=== Task brief ===
Report each line of the entries below that has the word "struct" in it.

=== Records shown ===
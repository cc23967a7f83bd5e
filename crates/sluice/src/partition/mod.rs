//! Partition keys, key extraction and partition-to-replica assignment.

mod distribution;
mod service;

pub use distribution::{PartitionDistribution, PartitionMigration};
pub use service::PartitionService;

use sluice_api::{Tuple, Value};
use std::hash::{Hash, Hasher};
use xxhash_rust::xxh3::Xxh3;

/// Maps a partition hash to a partition id in `[0, partition_count)`.
pub fn partition_id(hash: u64, partition_count: usize) -> usize {
    (hash % partition_count as u64) as usize
}

/// The identity used for partitioned routing: a tuple of field values plus
/// a precomputed partition hash.
///
/// The hash may cover only a prefix of the values (see
/// [`PartitionKeyExtractor`]); equal keys always produce equal hashes, since
/// equality covers a superset of the hashed prefix.
#[derive(Clone, Debug)]
pub struct PartitionKey {
    values: Vec<Value>,
    hash: u64,
}

impl PartitionKey {
    pub fn new(values: Vec<Value>, forward_key_limit: usize) -> Self {
        let hash = hash_values(values.iter().take(forward_key_limit));
        Self { values, hash }
    }

    pub fn partition_hash(&self) -> u64 {
        self.hash
    }

    pub fn values(&self) -> &[Value] {
        &self.values
    }
}

impl PartialEq for PartitionKey {
    fn eq(&self, other: &Self) -> bool {
        self.values == other.values
    }
}

impl Eq for PartitionKey {}

impl Hash for PartitionKey {
    fn hash<H: Hasher>(&self, state: &mut H) {
        state.write_u64(self.hash);
        state.write_usize(self.values.len());
    }
}

fn hash_values<'a>(values: impl Iterator<Item = &'a Value>) -> u64 {
    let mut hasher = Xxh3::new();
    for value in values {
        value.hash_into(&mut hasher);
    }
    hasher.digest()
}

/// Extracts partition keys from tuples by field name.
///
/// `forward_key_limit` supports regions whose operators key on a superset of
/// the region's partition fields: the hash covers only the first
/// `forward_key_limit` fields so that all operators of the region agree on
/// partition placement, while key equality still covers every extracted
/// field.
#[derive(Clone, Debug)]
pub struct PartitionKeyExtractor {
    field_names: Vec<String>,
    forward_key_limit: usize,
}

impl PartitionKeyExtractor {
    pub fn new(field_names: Vec<String>) -> Self {
        let forward_key_limit = field_names.len();
        Self::with_forward_key_limit(field_names, forward_key_limit)
    }

    pub fn with_forward_key_limit(field_names: Vec<String>, forward_key_limit: usize) -> Self {
        assert!(
            forward_key_limit > 0 && forward_key_limit <= field_names.len(),
            "forward key limit {forward_key_limit} out of range for {} partition fields",
            field_names.len()
        );
        Self {
            field_names,
            forward_key_limit,
        }
    }

    pub fn field_names(&self) -> &[String] {
        &self.field_names
    }

    pub fn extract(&self, tuple: &Tuple) -> PartitionKey {
        let values = self
            .field_names
            .iter()
            .map(|name| self.field_value(tuple, name).clone())
            .collect();
        PartitionKey::new(values, self.forward_key_limit)
    }

    /// Computes the partition hash without materializing the key.
    pub fn partition_hash(&self, tuple: &Tuple) -> u64 {
        let mut hasher = Xxh3::new();
        for name in self.field_names.iter().take(self.forward_key_limit) {
            self.field_value(tuple, name).hash_into(&mut hasher);
        }
        hasher.digest()
    }

    fn field_value<'t>(&self, tuple: &'t Tuple, name: &str) -> &'t Value {
        tuple.get(name).unwrap_or_else(|| {
            // Schema validation happens upstream of the engine; a tuple
            // reaching a partitioned operator without its partition fields
            // is a programming defect.
            panic!("tuple is missing partition field {name}")
        })
    }
}

#[cfg(test)]
mod test {
    use super::*;

    fn tuple(key: i64, aux: &str) -> Tuple {
        let mut t = Tuple::of("key", key);
        t.set("aux", aux);
        t
    }

    #[test]
    fn equal_keys_have_equal_hashes() {
        let extractor = PartitionKeyExtractor::new(vec!["key".into()]);
        let a = extractor.extract(&tuple(7, "x"));
        let b = extractor.extract(&tuple(7, "y"));
        assert_eq!(a, b);
        assert_eq!(a.partition_hash(), b.partition_hash());
    }

    #[test]
    fn forward_key_limit_hashes_prefix_only() {
        let extractor =
            PartitionKeyExtractor::with_forward_key_limit(vec!["key".into(), "aux".into()], 1);
        let a = extractor.extract(&tuple(7, "x"));
        let b = extractor.extract(&tuple(7, "y"));
        // Same routing, different identity.
        assert_eq!(a.partition_hash(), b.partition_hash());
        assert_ne!(a, b);
    }

    #[test]
    fn extractor_hash_matches_key_hash() {
        let extractor = PartitionKeyExtractor::new(vec!["key".into(), "aux".into()]);
        let t = tuple(42, "x");
        assert_eq!(
            extractor.partition_hash(&t),
            extractor.extract(&t).partition_hash()
        );
    }

    #[test]
    fn partition_id_stays_in_range() {
        for hash in [0u64, 1, 270, 271, u64::MAX] {
            assert!(partition_id(hash, 271) < 271);
        }
    }
}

=== Response area ===
pub struct PartitionKey {
pub struct PartitionKeyExtractor {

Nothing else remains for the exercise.